A través de sus más de 400 páginas, escritas desde Bilbao durante el confinamiento, el cineasta y escritor relata su propia vivencia –"esto no es un ensayo intelectual ni un manual psiquiátrico ni una fábula de autoayuda", advierte– mientras abre a los lectores las puertas de una clínica de desintoxicación y desmonta capítulo a capítulo los prejuicios alrededor de esta enfermedad, de los que él mismo tuvo que desprenderse.
¿Le ha costado revivir aquellos meses para escribir este libro?
Hay dos partes muy concretas: el primer capítulo, donde narro todo el proceso hasta que me convierto en toxicómano, y la parte central del libro, en la que hablo de mi familia. La parte de la clínica no me ha costado porque todo lo que yo viví allí es un antes y un después clarísimo en mi vida. Aunque suene un poco cursi, la clínica es el comienzo del viaje hacia la luz. Todo lo doloroso y frustrante que experimenté lo tengo asociado a un camino de reconstrucción que no me trajo más que cosas positivas.
En ese primer capítulo explica que no consumía diariamente y que eso le hacía considerarse menos adicto.
Jamás consumí diariamente y tenía la capacidad de dejar de beber. Como no hablamos abiertamente de la toxicomanía, carecemos de herramientas para identificarla. Yo llego a comprender la toxicomanía y, como consecuencia, a entenderme a mí mismo y a mi enfermedad, cuando me ingreso en una clínica de desintoxicación. En ese descenso a los infiernos nadie me señala que tengo un problema ni que me estoy convirtiendo en un adicto. Se me dice que tengo mal beber, que me sienta mal el alcohol o que se me va la pinza. Al ser un tema tabú, se desarrollan una serie de prejuicios y se convierte en un arma arrojadiza. A no ser que seas una persona que se mete cuatro litros de vodka al día o se levanta bebiendo coñac, no identificas a esa persona con el alcoholismo, aunque el mundo está lleno de alcohólicos como yo, que ni beben todos los días ni necesitan alcohol para vivir. La enfermedad de la adicción tiene muchas caras: yo llevo integrado el radar yonqui e identifico a kilómetros de distancia los problemas de consumo. Vivimos rodeados de muchísima más adicción de la que somos capaces de reconocer.
El Javier del pasado repetía varias veces esa idea de que usted y sus compañeros tenían "lo que se merecen". ¿Es la adicción la única enfermedad que socialmente se juzga como merecida?
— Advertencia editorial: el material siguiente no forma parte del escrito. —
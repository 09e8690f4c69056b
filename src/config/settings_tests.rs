//! Tests for `ClientConfig` and its sub-structures.

use super::{ClientConfig, ConnectionConfig, LoggingConfig, TimeoutConfig, TlsConfig};
use crate::pipeline::RetryPolicy;
use std::time::Duration;

mod defaults {
    use super::*;

    #[test]
    fn default_base_timeout_is_30_seconds() {
        assert_eq!(ClientConfig::default().base_timeout, Duration::from_secs(30));
    }

    #[test]
    fn default_transport_timeouts() {
        let timeouts = TimeoutConfig::default();

        assert_eq!(timeouts.dial, Duration::from_secs(5));
        assert_eq!(timeouts.tls_handshake, Duration::from_secs(10));
        assert_eq!(timeouts.response_header, Duration::from_secs(10));
        assert_eq!(timeouts.idle, Duration::from_secs(90));
        assert_eq!(timeouts.expect_continue, Duration::from_secs(1));
    }

    #[test]
    fn default_pool_limits() {
        let connection = ConnectionConfig::default();

        assert_eq!(connection.max_idle, 100);
        assert_eq!(connection.max_idle_per_host, 10);
        assert_eq!(connection.max_per_host, 0);
    }

    #[test]
    fn default_tls_verifies_peer() {
        let tls = TlsConfig::default();

        assert!(tls.verify_peer);
        assert!(tls.ca_path.is_none());
        assert!(tls.cert_path.is_none());
        assert!(tls.key_path.is_none());
    }

    #[test]
    fn default_logging_is_fully_on() {
        let logging = LoggingConfig::default();

        assert!(logging.enabled);
        assert!(logging.log_request_body);
        assert!(logging.log_response_body);
        assert!(logging.log_headers);
        assert!(logging.sanitize_headers);
    }

    #[test]
    fn disabled_logging_is_off() {
        assert!(!LoggingConfig::disabled().enabled);
    }

    #[test]
    fn default_retry_policy() {
        assert_eq!(ClientConfig::default().retry, RetryPolicy::new());
    }
}

mod mutators {
    use super::*;

    #[test]
    fn mutators_replace_whole_sub_structures() {
        let timeouts = TimeoutConfig {
            dial: Duration::from_secs(1),
            ..TimeoutConfig::default()
        };
        let connection = ConnectionConfig {
            max_idle: 1,
            max_idle_per_host: 1,
            max_per_host: 1,
        };
        let retry = RetryPolicy::new().with_max_retries(4);

        let config = ClientConfig::new(Duration::from_secs(5))
            .with_timeouts(timeouts)
            .with_connection(connection)
            .with_retry(retry.clone())
            .with_logging(LoggingConfig::disabled());

        assert_eq!(config.timeouts, timeouts);
        assert_eq!(config.connection, connection);
        assert_eq!(config.retry, retry);
        assert_eq!(config.logging, LoggingConfig::disabled());
    }

    #[test]
    fn with_tls_replaces_tls() {
        let tls = TlsConfig {
            ca_path: Some("ca.pem".into()),
            ..TlsConfig::default()
        };

        let config = ClientConfig::default().with_tls(tls.clone());
        assert_eq!(config.tls, tls);
    }

    #[test]
    fn with_insecure_tls_only_disables_verification() {
        let config = ClientConfig::default().with_insecure_tls();

        assert!(!config.tls.verify_peer);
        assert_eq!(config.timeouts, TimeoutConfig::default());
    }
}

mod validation {
    use super::*;

    #[test]
    fn default_config_is_valid() {
        assert!(ClientConfig::default().validate().is_ok());
    }

    #[test]
    fn zero_base_timeout_is_rejected() {
        let error = ClientConfig::new(Duration::ZERO).validate().unwrap_err();
        assert_eq!(error.to_string(), "baseTimeout must be greater than 0");
    }

    #[test]
    fn zero_dial_timeout_is_rejected() {
        let config = ClientConfig::default().with_timeouts(TimeoutConfig {
            dial: Duration::ZERO,
            ..TimeoutConfig::default()
        });

        assert_eq!(
            config.validate().unwrap_err().to_string(),
            "dialTimeout must be greater than 0"
        );
    }

    #[test]
    fn zero_tls_handshake_timeout_is_rejected() {
        let config = ClientConfig::default().with_timeouts(TimeoutConfig {
            tls_handshake: Duration::ZERO,
            ..TimeoutConfig::default()
        });

        assert_eq!(
            config.validate().unwrap_err().to_string(),
            "tlsHandshakeTimeout must be greater than 0"
        );
    }

    #[test]
    fn first_violation_is_reported() {
        let config = ClientConfig::new(Duration::ZERO).with_timeouts(TimeoutConfig {
            dial: Duration::ZERO,
            tls_handshake: Duration::ZERO,
            ..TimeoutConfig::default()
        });

        assert_eq!(
            config.validate().unwrap_err().to_string(),
            "baseTimeout must be greater than 0"
        );
    }

    #[test]
    fn optional_timeouts_may_be_zero() {
        let config = ClientConfig::default().with_timeouts(TimeoutConfig {
            response_header: Duration::ZERO,
            idle: Duration::ZERO,
            expect_continue: Duration::ZERO,
            ..TimeoutConfig::default()
        });

        assert!(config.validate().is_ok());
    }

    #[test]
    fn zero_retries_and_pool_sizes_are_valid() {
        let config = ClientConfig::default()
            .with_connection(ConnectionConfig {
                max_idle: 0,
                max_idle_per_host: 0,
                max_per_host: 0,
            })
            .with_retry(RetryPolicy::new().with_max_retries(0));

        assert!(config.validate().is_ok());
    }
}

#[test]
fn display_summarizes_config() {
    let display = ClientConfig::default().to_string();

    assert!(display.contains("timeout: 30000ms"));
    assert!(display.contains("retry: 0x/1000ms"));
}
Hemos construido una sociedad donde hay enfermedades de primera, de segunda, enfermedades respetables, enfermedades que se sufren y enfermedades que se buscan. Estoy harto de escuchar que si es yonqui es porque quiere, que algo habrá hecho. Es el mismo estigma que cuando aparece la epidemia de VIH. Compáralo con un enfermo de cáncer. Uno es "pobre, pobre, pobre" y otro es "qué ha hecho para...". En el caso de la toxicomanía es exactamente igual. Pero voy más allá: hace dos semanas Errejón habla de salud mental en el Congreso y desde la otra bancada un energúmeno le grita "vete al médico". Si estuviera hablando de fracturas óseas y del traumatólogo no habríamos escuchado esa frase. Evidentemente, en esta sociedad hay estigmas y enfermedades de las que no se habla. Ocurre alrededor del suicidio, de las enfermedades de salud mental y también de las adicciones.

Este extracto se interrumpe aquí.